How to complete this task: Within the data, how many lines hold the word "oneshot"? Answer with nothing but the number.

Recorded data:
====
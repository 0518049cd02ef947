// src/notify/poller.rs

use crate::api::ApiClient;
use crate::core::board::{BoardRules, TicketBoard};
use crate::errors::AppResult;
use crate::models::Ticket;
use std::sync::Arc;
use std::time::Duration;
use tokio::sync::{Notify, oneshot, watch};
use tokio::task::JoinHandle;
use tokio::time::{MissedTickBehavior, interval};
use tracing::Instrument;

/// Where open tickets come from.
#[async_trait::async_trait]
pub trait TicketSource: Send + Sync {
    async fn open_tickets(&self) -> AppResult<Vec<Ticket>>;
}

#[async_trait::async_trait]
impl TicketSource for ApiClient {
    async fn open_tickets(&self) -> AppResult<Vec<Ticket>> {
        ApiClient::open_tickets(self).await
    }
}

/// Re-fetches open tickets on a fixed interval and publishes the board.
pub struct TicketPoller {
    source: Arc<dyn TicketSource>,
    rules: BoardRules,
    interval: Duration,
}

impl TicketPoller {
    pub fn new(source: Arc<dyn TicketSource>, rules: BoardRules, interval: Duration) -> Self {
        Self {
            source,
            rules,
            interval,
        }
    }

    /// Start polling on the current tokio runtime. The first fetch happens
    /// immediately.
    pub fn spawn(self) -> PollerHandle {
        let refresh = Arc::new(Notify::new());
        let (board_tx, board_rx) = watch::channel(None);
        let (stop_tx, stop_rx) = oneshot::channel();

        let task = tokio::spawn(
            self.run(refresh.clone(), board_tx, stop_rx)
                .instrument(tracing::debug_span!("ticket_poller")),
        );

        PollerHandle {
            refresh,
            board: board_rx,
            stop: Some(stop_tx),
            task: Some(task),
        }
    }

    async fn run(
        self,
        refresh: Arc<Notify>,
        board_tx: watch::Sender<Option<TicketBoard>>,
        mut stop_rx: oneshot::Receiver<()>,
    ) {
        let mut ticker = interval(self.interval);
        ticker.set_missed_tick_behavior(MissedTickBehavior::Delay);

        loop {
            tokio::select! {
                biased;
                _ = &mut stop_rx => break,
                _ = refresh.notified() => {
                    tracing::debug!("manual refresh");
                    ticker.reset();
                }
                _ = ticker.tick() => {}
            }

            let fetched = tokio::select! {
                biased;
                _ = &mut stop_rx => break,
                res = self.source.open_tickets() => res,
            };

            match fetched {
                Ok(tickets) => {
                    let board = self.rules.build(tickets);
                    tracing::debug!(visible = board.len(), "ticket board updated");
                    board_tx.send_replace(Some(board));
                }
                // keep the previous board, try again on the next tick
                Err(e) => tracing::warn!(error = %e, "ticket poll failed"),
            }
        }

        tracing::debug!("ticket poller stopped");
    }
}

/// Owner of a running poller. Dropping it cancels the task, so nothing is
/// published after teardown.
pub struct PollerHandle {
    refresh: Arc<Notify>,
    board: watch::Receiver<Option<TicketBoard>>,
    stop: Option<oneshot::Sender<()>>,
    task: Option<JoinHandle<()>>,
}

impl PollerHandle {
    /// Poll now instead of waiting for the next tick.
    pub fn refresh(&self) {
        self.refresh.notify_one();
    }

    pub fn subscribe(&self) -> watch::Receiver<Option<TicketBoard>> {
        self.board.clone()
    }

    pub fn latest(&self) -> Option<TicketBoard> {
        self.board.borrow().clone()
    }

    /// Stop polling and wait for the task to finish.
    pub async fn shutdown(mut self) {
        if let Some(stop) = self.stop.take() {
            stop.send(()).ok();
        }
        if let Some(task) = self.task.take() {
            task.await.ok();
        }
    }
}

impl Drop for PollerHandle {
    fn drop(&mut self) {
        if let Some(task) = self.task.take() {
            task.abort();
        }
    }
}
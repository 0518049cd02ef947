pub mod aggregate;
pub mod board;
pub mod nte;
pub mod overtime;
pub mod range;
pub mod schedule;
====
Solution for this exercise: 4